By the end of 2015, the medical device and healthcare IT market hit the $100 billion mark, a sign that companies within the market are fairly optimistic about its future. However, as new opportunities arise, so do new challenges.
What’s the one industry trend that will certainly affect medical device sales going forward?
The way healthcare is both delivered and accessed is changing due to health awareness products such as devices and mobile apps for fitness and wellness. So much, in fact, that virtual healthcare is expected to grow in acceptance and shape the world of healthcare.
Also, due to an increase in the aging population, virtual healthcare helps with limiting hospital stays to reduce costs and the risk of infection. Video patient consultations and remote-patient monitoring are going to further expand medical device and other healthcare IT opportunities in the market.
If you thought your medical device company had competition before, consider that enterprises like Google, Apple and Microsoft are entering the marketplace for a slice of the pie.
This is what we call “disruptive” change.

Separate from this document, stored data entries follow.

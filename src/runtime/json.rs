//! JSON bridging through the engine's own `JSON` global, so values serialize
//! exactly as scripts see them (toJSON, Dates, undefined members).

use boa_engine::{Context, JsNativeError, JsResult, JsValue, js_string};

fn json_method(name: &str, context: &mut Context) -> JsResult<(JsValue, boa_engine::JsObject)> {
    let json = context.global_object().get(js_string!("JSON"), context)?;
    let method = json
        .as_object()
        .map(|object| object.get(js_string!(name), context))
        .transpose()?
        .and_then(|value| value.as_callable().map(|f| f.clone()))
        .ok_or_else(|| JsNativeError::typ().with_message(format!("JSON.{name} is not available")))?;
    Ok((json, method))
}

/// `JSON.stringify(value)`; `None` when the value has no JSON form (undefined, functions)
pub(crate) fn stringify(value: &JsValue, context: &mut Context) -> JsResult<Option<String>> {
    let (json, stringify) = json_method("stringify", context)?;
    let result = stringify.call(&json, &[value.clone()], context)?;
    if result.is_undefined() {
        return Ok(None);
    }
    Ok(Some(result.to_string(context)?.to_std_string_escaped()))
}

/// `JSON.parse(text)`
pub(crate) fn parse(text: &str, context: &mut Context) -> JsResult<JsValue> {
    let (json, parse) = json_method("parse", context)?;
    parse.call(&json, &[js_string!(text).into()], context)
}

/// Convert a script value into a `serde_json::Value` (undefined becomes null)
pub(crate) fn to_serde(value: &JsValue, context: &mut Context) -> JsResult<serde_json::Value> {
    match stringify(value, context)? {
        Some(text) => serde_json::from_str(&text).map_err(|e| {
            JsNativeError::typ()
                .with_message(format!("value is not valid JSON: {e}"))
                .into()
        }),
        None => Ok(serde_json::Value::Null),
    }
}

The industry is still going to see growth, but earning premium margins by selling simple clinical features into established markets is going to change. New segments and new end-to-end solutions are going to make the job of the medical device company and its sales reps even more challenging.
With that being said, doctors, hospitals and healthcare networks still want and need to be informed of new developments and technologies.
These decision-makers still need sales reps to deliver valuable counsel and content. The way in which you deliver your value pitch may continually change along with technology, but the decision-makers still want to know that a human being is on the other side. In fact, the need for human interaction may even become greater as virtual healthcare evolves.
Value-based selling is more important than ever.
Your medical device sales team is used to value-based selling (solution sales) by this point. However, integrating marketing and sales with engineering, design and manufacturing, and other internal departments is going to become even more necessary for patients, physicians, labs and private practices (not to mention regulatory bodies) to understand the value your medical device provides.
That means that every conversation you have with a healthcare buyer matters.
At the front end of the sales cycle, you need sales reps who are skilled at positioning your medical device as an end-to-end solution. That’s why, especially if you have a small in-house sales team, using outsourced inside sales makes sense.
This inside sales team has reps trained on your value-based selling points so they may consistently follow up with prospective customers to stay at the forefront of their minds.
An outsourced inside sales team isn’t merely making cold calls to fill a quota and hoping that throwing something against the wall enough times will make it stick. This team is qualifying prospects in (or out) and gaining valuable market feedback for outbound sales as well as the engineers of your medical device.
When you outsource for lead generation and appointment setting (inside sales) these experienced sales reps are also savvy enough to answer questions beyond features and benefits and turn the focus to the bottom line – cost and quality of patient care.